Pelosi is arguably the most sophisticated of the political leaders of her generation. And led the health care bill put forward by former President Barack Obama in the Council until his historic breakthrough in 2010.
This may be the reason why many people were considered a nuisance after eight years.
"Can you imagine Nancy Pelosi as speaker of the House of Representatives?" Trump asked a crowd at a rally in Minnesota last month. "Do not do this to me, I can not imagine it, not you."
Pelosi has been under attack from the right for years. Conservatives were portraying the millionaire investment wife from California as the embodiment of the left-wing elite.
In all, she is accused of seeking to raise taxes on middle-income families to support the influx of illegal immigrants.

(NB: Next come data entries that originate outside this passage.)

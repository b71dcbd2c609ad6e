use std::path::PathBuf;
use std::time::Duration;

use clap::Parser;

/// Server settings. Every flag can also come from its `SPOTTER_*` variable.
#[derive(Debug, Clone, Parser)]
#[command(name = "spotter", version, about = "Trainer availability and booking server")]
pub struct Config {
    /// Address to listen on.
    #[arg(long, env = "SPOTTER_BIND", default_value = "0.0.0.0")]
    pub bind: String,

    #[arg(long, env = "SPOTTER_PORT", default_value_t = 7878)]
    pub port: u16,

    /// Directory holding the write-ahead log.
    #[arg(long, env = "SPOTTER_DATA_DIR", default_value = "./data")]
    pub data_dir: PathBuf,

    #[arg(long, env = "SPOTTER_MAX_CONNECTIONS", default_value_t = 256)]
    pub max_connections: usize,

    /// WAL appends after which the compactor rewrites the log.
    #[arg(long, env = "SPOTTER_COMPACT_THRESHOLD", default_value_t = 1000)]
    pub compact_threshold: u64,

    /// Prometheus exporter port; metrics are off when unset.
    #[arg(long, env = "SPOTTER_METRICS_PORT")]
    pub metrics_port: Option<u16>,

    /// Upper bound on each calendar sync call, in milliseconds.
    #[arg(long, env = "SPOTTER_SYNC_TIMEOUT_MS", default_value_t = 5000)]
    pub sync_timeout_ms: u64,
}

impl Config {
    pub fn listen_addr(&self) -> String {
        format!("{}:{}", self.bind, self.port)
    }

    pub fn wal_path(&self) -> PathBuf {
        self.data_dir.join("spotter.wal")
    }

    pub fn sync_timeout(&self) -> Duration {
        Duration::from_millis(self.sync_timeout_ms)
    }
}
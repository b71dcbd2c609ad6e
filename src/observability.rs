use std::net::SocketAddr;

use metrics_exporter_prometheus::{BuildError, PrometheusBuilder};

// ── Request metrics ─────────────────────────────────────────────

/// Counter: protocol requests handled. Labels: op, status.
pub const REQUESTS_TOTAL: &str = "spotter_requests_total";

/// Histogram: request latency in seconds. Labels: op.
pub const REQUEST_DURATION_SECONDS: &str = "spotter_request_duration_seconds";

/// Histogram: time to build one slot report, in seconds.
pub const SLOT_GENERATION_SECONDS: &str = "spotter_slot_generation_seconds";

// ── Booking workflow ────────────────────────────────────────────

/// Counter: committed booking transitions. Labels: action, status.
pub const BOOKINGS_TOTAL: &str = "spotter_bookings_total";

/// Counter: rejected booking writes. Labels: code.
pub const BOOKING_REJECTIONS_TOTAL: &str = "spotter_booking_rejections_total";

/// Counter: calendar sync calls that failed or timed out. Labels: operation.
pub const SYNC_FAILURES_TOTAL: &str = "spotter_sync_failures_total";

// ── Connections ─────────────────────────────────────────────────

/// Gauge: open TCP connections.
pub const CONNECTIONS_ACTIVE: &str = "spotter_connections_active";

/// Counter: connections accepted.
pub const CONNECTIONS_TOTAL: &str = "spotter_connections_total";

/// Counter: connections refused at the limit.
pub const CONNECTIONS_REJECTED_TOTAL: &str = "spotter_connections_rejected_total";

// ── Storage ─────────────────────────────────────────────────────

/// Gauge: trainers held in memory.
pub const TRAINERS_LOADED: &str = "spotter_trainers_loaded";

/// Histogram: WAL group-commit flush duration in seconds.
pub const WAL_FLUSH_DURATION_SECONDS: &str = "spotter_wal_flush_duration_seconds";

/// Histogram: events per WAL flush.
pub const WAL_FLUSH_BATCH_SIZE: &str = "spotter_wal_flush_batch_size";

/// Counter: completed WAL compactions.
pub const WAL_COMPACTIONS_TOTAL: &str = "spotter_wal_compactions_total";

/// Install the Prometheus exporter on `port`. Does nothing without a port.
pub fn init(port: Option<u16>) -> Result<(), BuildError> {
    let Some(port) = port else { return Ok(()) };
    let addr: SocketAddr = ([0, 0, 0, 0], port).into();
    PrometheusBuilder::new().with_http_listener(addr).install()?;
    tracing::info!("metrics endpoint: http://0.0.0.0:{port}/metrics");
    Ok(())
}

/// Short status label for request counters.
pub fn status_label<T, E>(result: &Result<T, E>) -> &'static str {
    if result.is_ok() { "ok" } else { "error" }
}
use std::fmt;

use chrono::{NaiveDate, NaiveDateTime, NaiveTime};
use serde::Serialize;
use serde_json::json;
use thiserror::Error;
use ulid::Ulid;

use crate::model::{hhmm, Actor, BookingStatus};

/// An existing booking that a candidate interval collides with.
#[derive(Debug, Clone, PartialEq, Eq, Serialize)]
pub struct ConflictingBooking {
    pub booking_id: Ulid,
    pub trainer_id: Ulid,
    pub date: NaiveDate,
    #[serde(with = "hhmm")]
    pub start_time: NaiveTime,
    #[serde(with = "hhmm")]
    pub end_time: NaiveTime,
}

#[derive(Debug, Clone, Copy, PartialEq, Eq, Serialize)]
#[serde(rename_all = "snake_case")]
pub enum Party {
    Trainer,
    Client,
}

impl fmt::Display for Party {
    fn fmt(&self, f: &mut fmt::Formatter<'_>) -> fmt::Result {
        f.write_str(match self {
            Party::Trainer => "trainer",
            Party::Client => "client",
        })
    }
}

#[derive(Debug, Clone, Copy, PartialEq, Eq, Serialize)]
#[serde(rename_all = "snake_case")]
pub enum CapacityScope {
    Daily,
    Weekly,
}

impl fmt::Display for CapacityScope {
    fn fmt(&self, f: &mut fmt::Formatter<'_>) -> fmt::Result {
        f.write_str(match self {
            CapacityScope::Daily => "daily",
            CapacityScope::Weekly => "weekly",
        })
    }
}

#[derive(Debug, Clone, Copy, PartialEq, Eq, Serialize)]
#[serde(rename_all = "snake_case")]
pub enum EntityKind {
    Trainer,
    Client,
    Booking,
    BlockedInterval,
}

impl fmt::Display for EntityKind {
    fn fmt(&self, f: &mut fmt::Formatter<'_>) -> fmt::Result {
        f.write_str(match self {
            EntityKind::Trainer => "trainer",
            EntityKind::Client => "client",
            EntityKind::Booking => "booking",
            EntityKind::BlockedInterval => "blocked interval",
        })
    }
}

/// Booking-window and cancellation rules a request broke.
#[derive(Debug, Clone, PartialEq, Eq, Error, Serialize)]
#[serde(tag = "rule", rename_all = "snake_case")]
pub enum PolicyViolation {
    #[error("{date} {} is in the past", .start_time.format("%H:%M"))]
    InPast {
        date: NaiveDate,
        #[serde(with = "hhmm")]
        start_time: NaiveTime,
    },
    #[error("{date} is beyond the advance booking window (last bookable date {last_bookable})")]
    BeyondAdvanceWindow {
        date: NaiveDate,
        last_bookable: NaiveDate,
    },
    #[error("weekend bookings are not allowed ({date})")]
    WeekendNotAllowed { date: NaiveDate },
    #[error(
        "start time {} is outside booking hours {}-{}",
        .start_time.format("%H:%M"),
        .earliest.format("%H:%M"),
        .latest.format("%H:%M")
    )]
    OutsideBookingHours {
        #[serde(with = "hhmm")]
        start_time: NaiveTime,
        #[serde(with = "hhmm")]
        earliest: NaiveTime,
        #[serde(with = "hhmm")]
        latest: NaiveTime,
    },
    #[error("trainer does not accept self-booked sessions")]
    SelfBookingDisabled,
    #[error("cancellation deadline {deadline} has passed")]
    CancellationDeadlinePassed { deadline: NaiveDateTime },
}

#[derive(Debug, Error)]
pub enum BookingError {
    #[error("invalid {field}: {message}")]
    Validation { field: &'static str, message: String },
    #[error("{0}")]
    Policy(#[from] PolicyViolation),
    #[error("{party} already has a session at {}", first_start(.conflicts))]
    Overlap {
        party: Party,
        conflicts: Vec<ConflictingBooking>,
    },
    #[error(
        "{date} {}-{} falls inside a blocked interval",
        .start_time.format("%H:%M"),
        .end_time.format("%H:%M")
    )]
    Blocked {
        block_id: Ulid,
        date: NaiveDate,
        start_time: NaiveTime,
        end_time: NaiveTime,
        reason: Option<String>,
    },
    #[error("{scope} capacity of {limit} sessions reached ({booked} booked)")]
    Capacity {
        scope: CapacityScope,
        limit: u32,
        booked: u32,
    },
    #[error("{kind} not found: {id}")]
    NotFound { kind: EntityKind, id: Ulid },
    #[error("{kind} already exists: {id}")]
    AlreadyExists { kind: EntityKind, id: Ulid },
    #[error("illegal status transition {from} -> {to}")]
    State { from: BookingStatus, to: BookingStatus },
    #[error("{actor} may not act on booking {booking_id}")]
    Forbidden { actor: Actor, booking_id: Ulid },
    #[error("limit exceeded: {0}")]
    LimitExceeded(&'static str),
    #[error("storage error: {0}")]
    Storage(String),
}

fn first_start(conflicts: &[ConflictingBooking]) -> String {
    conflicts
        .first()
        .map(|c| c.start_time.format("%H:%M").to_string())
        .unwrap_or_else(|| "?".into())
}

impl BookingError {
    pub fn validation(field: &'static str, message: impl Into<String>) -> Self {
        BookingError::Validation {
            field,
            message: message.into(),
        }
    }

    pub fn not_found(kind: EntityKind, id: Ulid) -> Self {
        BookingError::NotFound { kind, id }
    }

    /// Stable machine-readable code.
    pub fn code(&self) -> &'static str {
        match self {
            BookingError::Validation { .. } => "validation_error",
            BookingError::Policy(_) => "policy_violation",
            BookingError::Overlap { .. } => "overlap_conflict",
            BookingError::Blocked { .. } => "blocked_conflict",
            BookingError::Capacity { .. } => "capacity_exceeded",
            BookingError::NotFound { .. } => "not_found",
            BookingError::AlreadyExists { .. } => "already_exists",
            BookingError::State { .. } => "state_error",
            BookingError::Forbidden { .. } => "forbidden",
            BookingError::LimitExceeded(_) => "limit_exceeded",
            BookingError::Storage(_) => "storage_error",
        }
    }

    /// Only storage faults are fatal; everything else is user-actionable.
    pub fn is_fatal(&self) -> bool {
        matches!(self, BookingError::Storage(_))
    }

    /// Structured detail for callers that render the rejection.
    pub fn details(&self) -> serde_json::Value {
        match self {
            BookingError::Validation { field, .. } => json!({ "field": field }),
            BookingError::Policy(v) => json!(v),
            BookingError::Overlap { party, conflicts } => {
                json!({ "party": party, "conflicts": conflicts })
            }
            BookingError::Blocked {
                block_id,
                date,
                start_time,
                end_time,
                reason,
            } => json!({
                "block_id": block_id,
                "date": date,
                "start_time": start_time.format("%H:%M").to_string(),
                "end_time": end_time.format("%H:%M").to_string(),
                "reason": reason,
            }),
            BookingError::Capacity { scope, limit, booked } => {
                json!({ "scope": scope, "limit": limit, "booked": booked })
            }
            BookingError::NotFound { kind, id } | BookingError::AlreadyExists { kind, id } => {
                json!({ "kind": kind, "id": id })
            }
            BookingError::State { from, to } => json!({ "from": from, "to": to }),
            BookingError::Forbidden { actor, booking_id } => {
                json!({ "actor": actor, "booking_id": booking_id })
            }
            BookingError::LimitExceeded(_) | BookingError::Storage(_) => serde_json::Value::Null,
        }
    }
}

Pelosi has represented for three decades Congress´s 12th constituency of California, including San Francisco, the stronghold of left-wing politics, culture and gay rights, which many conservatives see as moral degeneration.
Nancy Patricia D´Alessandro was born in Baltimore in a family of politicians with Italian roots. Both her father and brother were chiefs of the coastal city of East Coast.
After studying political science in Washington, she and her husband moved to San Francisco with five children.
Elected to the House of Representatives for the first time in 1987, she made her way to become the Democratic leader of the House as of 2002, a position she still holds.
Pelosi, fueled by innumerable political conflicts, has largely preserved the party´s unity.
She once said that US policy requires wearing a "shield" and the ability to "receive punches."